Task requirements:
Scan the entries below for "text" and copy each line that holds it.

Records from a data collection:
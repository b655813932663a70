//! 测试用的模拟流式端点

use std::convert::Infallible;
use std::net::SocketAddr;
use std::sync::atomic::{AtomicUsize, Ordering};
use std::sync::Arc;
use std::time::Duration;

use axum::{
    extract::State,
    http::{HeaderValue, StatusCode},
    response::{
        sse::{Event, Sse},
        IntoResponse, Json, Response,
    },
    routing::post,
    Router,
};
use futures::stream::{self, Stream, StreamExt};

use crate::executor::endpoint::{RETRY_AFTER_MS_HEADER, UTILIZATION_HEADER};

/// 模拟端点的响应方式
#[derive(Debug, Clone, Copy)]
pub enum MockBehavior {
    /// 正常流式返回 `tokens` 个 token，每个 token 前等待 `delay`
    Stream { tokens: usize, delay: Duration },
    /// 返回 429
    Throttle { retry_after_ms: Option<u64> },
    /// 前 `failures` 次返回 429，之后正常流式返回
    ThrottleThenStream { failures: usize, tokens: usize },
    /// 返回指定状态码和错误正文
    Status(u16),
    /// 流中包含无法解析的数据
    Malformed,
}

struct MockState {
    behavior: MockBehavior,
    hits: AtomicUsize,
}

pub struct MockServer {
    addr: SocketAddr,
    state: Arc<MockState>,
}

impl MockServer {
    pub async fn start(behavior: MockBehavior) -> Self {
        let state = Arc::new(MockState {
            behavior,
            hits: AtomicUsize::new(0),
        });
        let app = Router::new()
            .route("/chat", post(handle))
            .with_state(state.clone());

        let listener = tokio::net::TcpListener::bind("127.0.0.1:0").await.unwrap();
        let addr = listener.local_addr().unwrap();
        tokio::spawn(async move {
            axum::serve(listener, app).await.unwrap();
        });

        Self { addr, state }
    }

    pub fn url(&self) -> String {
        format!("http://{}/chat", self.addr)
    }

    pub fn hits(&self) -> usize {
        self.state.hits.load(Ordering::SeqCst)
    }
}

/// 一个没有监听者的本地地址
pub async fn unused_local_url() -> String {
    let listener = tokio::net::TcpListener::bind("127.0.0.1:0").await.unwrap();
    let addr = listener.local_addr().unwrap();
    drop(listener);
    format!("http://{}/chat", addr)
}

fn token_chunk(text: &str) -> String {
    serde_json::json!({
        "id": "chatcmpl-mock",
        "object": "chat.completion.chunk",
        "choices": [{"index": 0, "delta": {"content": text}, "finish_reason": null}]
    })
    .to_string()
}

fn token_stream(
    tokens: usize,
    delay: Duration,
) -> impl Stream<Item = Result<Event, Infallible>> + Send + 'static {
    let role = serde_json::json!({
        "choices": [{"index": 0, "delta": {"role": "assistant"}}]
    })
    .to_string();
    let head = stream::iter([Ok::<_, Infallible>(Event::default().data(role))]);
    let body = stream::unfold(0usize, move |i| async move {
        if i >= tokens {
            return None;
        }
        tokio::time::sleep(delay).await;
        Some((Ok(Event::default().data(token_chunk(&format!("t{} ", i)))), i + 1))
    });
    let tail = stream::iter([Ok(Event::default().data("[DONE]"))]);
    head.chain(body).chain(tail)
}

fn with_utilization(mut response: Response, value: &'static str) -> Response {
    response
        .headers_mut()
        .insert(UTILIZATION_HEADER, HeaderValue::from_static(value));
    response
}

fn throttled(retry_after_ms: Option<u64>) -> Response {
    let mut response = (
        StatusCode::TOO_MANY_REQUESTS,
        Json(serde_json::json!({"error": {"code": "429", "message": "Rate limit is exceeded."}})),
    )
        .into_response();
    if let Some(ms) = retry_after_ms {
        response
            .headers_mut()
            .insert(RETRY_AFTER_MS_HEADER, HeaderValue::from(ms));
    }
    with_utilization(response, "100.0%")
}

async fn handle(State(state): State<Arc<MockState>>) -> Response {
    let hit = state.hits.fetch_add(1, Ordering::SeqCst);
    match state.behavior {
        MockBehavior::Stream { tokens, delay } => {
            with_utilization(Sse::new(token_stream(tokens, delay)).into_response(), "11.2%")
        }
        MockBehavior::Throttle { retry_after_ms } => throttled(retry_after_ms),
        MockBehavior::ThrottleThenStream { failures, tokens } => {
            if hit < failures {
                throttled(Some(20))
            } else {
                with_utilization(
                    Sse::new(token_stream(tokens, Duration::from_millis(1))).into_response(),
                    "55.0%",
                )
            }
        }
        MockBehavior::Status(code) => {
            let status = StatusCode::from_u16(code).unwrap_or(StatusCode::INTERNAL_SERVER_ERROR);
            (
                status,
                Json(serde_json::json!({"error": {"code": code.to_string(), "message": "mock error"}})),
            )
                .into_response()
        }
        MockBehavior::Malformed => {
            let events = stream::iter([
                Ok::<_, Infallible>(Event::default().data(token_chunk("ok"))),
                Ok(Event::default().data("this is not json")),
                Ok(Event::default().data("[DONE]")),
            ]);
            Sse::new(events).into_response()
        }
    }
}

Answer box:
fn token_chunk(text: &str) -> String {
        "choices": [{"index": 0, "delta": {"content": text}, "finish_reason": null}]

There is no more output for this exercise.